Ibuprofen loading and release in amphiphilic peptide FA32 and its derivatives: a coarse-grained molecular dynamics simulation study

Abstract

A molecular dynamics simulation study is reported to investigate the loading and release of ibuprofen (IBU) in amphiphilic peptide (AF)6H5K15 (FA32) and its derivatives (F12H5K15 and F16H5K15). The peptides are represented by the MARTINI coarse-grained model, and a similar model is developed here for IBU. Upon the loading of IBU in FA32, quasi-spherical core/shell structured micelles are formed. IBU is predominantly located in the hydrophobic core and covered by Phe and Ala residues, while Lys is in the hydrophilic shell. With increasing concentration of IBU, the micelles become larger due to increased hydrophobic interactions.

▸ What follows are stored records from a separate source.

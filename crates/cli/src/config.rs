// SPDX-License-Identifier: BUSL-1.1
// Copyright (c) 2026 Alfred Jean LLC

//! Centralized configuration for `fleetctl` (C11): defaults, then an
//! optional TOML file, then a `FLEET_`-prefixed environment variable.
//! Every `std::env::var` read for the master address goes through this
//! module, matching the daemon and registry binaries' `Config::load()`
//! pattern — a `--master` flag still wins over all three tiers.

use std::path::PathBuf;

use serde::Deserialize;
use thiserror::Error;

const DEFAULT_MASTER_ADDRESS: &str = "127.0.0.1:9100";

#[derive(Debug, Error)]
pub enum ConfigError {
    #[error("failed to read config file {path}: {source}")]
    ReadFile {
        path: PathBuf,
        #[source]
        source: std::io::Error,
    },
    #[error("failed to parse config file {path}: {source}")]
    ParseFile {
        path: PathBuf,
        #[source]
        source: toml::de::Error,
    },
}

#[derive(Debug, Clone, Deserialize, Default)]
struct FileConfig {
    master_address: Option<String>,
}

#[derive(Debug, Clone)]
pub struct CliConfig {
    pub master_address: String,
}

impl CliConfig {
    /// Resolve the default `--master` value: built-in default, then an
    /// optional `~/.config/fleet/fleetctl.toml` (override with
    /// `FLEET_CONFIG`), then `FLEET_MASTER_ADDR`. A missing optional file
    /// or unset variable is never a hard error — only a malformed
    /// *present* file is.
    pub fn load() -> Result<Self, ConfigError> {
        let mut master_address = DEFAULT_MASTER_ADDRESS.to_string();

        if let Some(path) = config_file_path() {
            if let Some(file) = read_file_config(&path)? {
                if let Some(addr) = file.master_address {
                    master_address = addr;
                }
            }
        }

        if let Ok(addr) = std::env::var("FLEET_MASTER_ADDR") {
            master_address = addr;
        }

        Ok(Self { master_address })
    }
}

fn read_file_config(path: &PathBuf) -> Result<Option<FileConfig>, ConfigError> {
    let contents = match std::fs::read_to_string(path) {
        Ok(contents) => contents,
        Err(e) if e.kind() == std::io::ErrorKind::NotFound => return Ok(None),
        Err(source) => {
            return Err(ConfigError::ReadFile {
                path: path.clone(),
                source,
            })
        }
    };
    let parsed = toml::from_str(&contents).map_err(|source| ConfigError::ParseFile {
        path: path.clone(),
        source,
    })?;
    Ok(Some(parsed))
}

fn config_file_path() -> Option<PathBuf> {
    if let Ok(path) = std::env::var("FLEET_CONFIG") {
        return Some(PathBuf::from(path));
    }
    let home = std::env::var("HOME").ok()?;
    Some(PathBuf::from(home).join(".config/fleet/fleetctl.toml"))
}

#[cfg(test)]
mod tests {
    use super::*;

    #[test]
    fn default_config_has_the_documented_master_address() {
        let config = CliConfig {
            master_address: DEFAULT_MASTER_ADDRESS.to_string(),
        };
        assert_eq!(config.master_address, "127.0.0.1:9100");
    }

    #[test]
    fn read_file_config_treats_a_missing_file_as_absent_not_an_error() {
        let result = read_file_config(&PathBuf::from("/nonexistent/fleetctl.toml"));
        assert!(result.unwrap().is_none());
    }
}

In FA32 derivatives, the loading of IBU leads to different morphologies; particularly, a well-structured nanofibre is formed in F16H5K15. Upon pH change, the release of IBU from FA32 micelles is found to be slower than from F16H5K15 nanofibre, suggesting the former is better in controlled release. The simulation study reveals that IBU-loaded morphology can be altered by changing the type of peptide and has a significant effect on IBU release profile. This bottom-up insight might be useful in the rational design of carriers for efficient drug loading and release.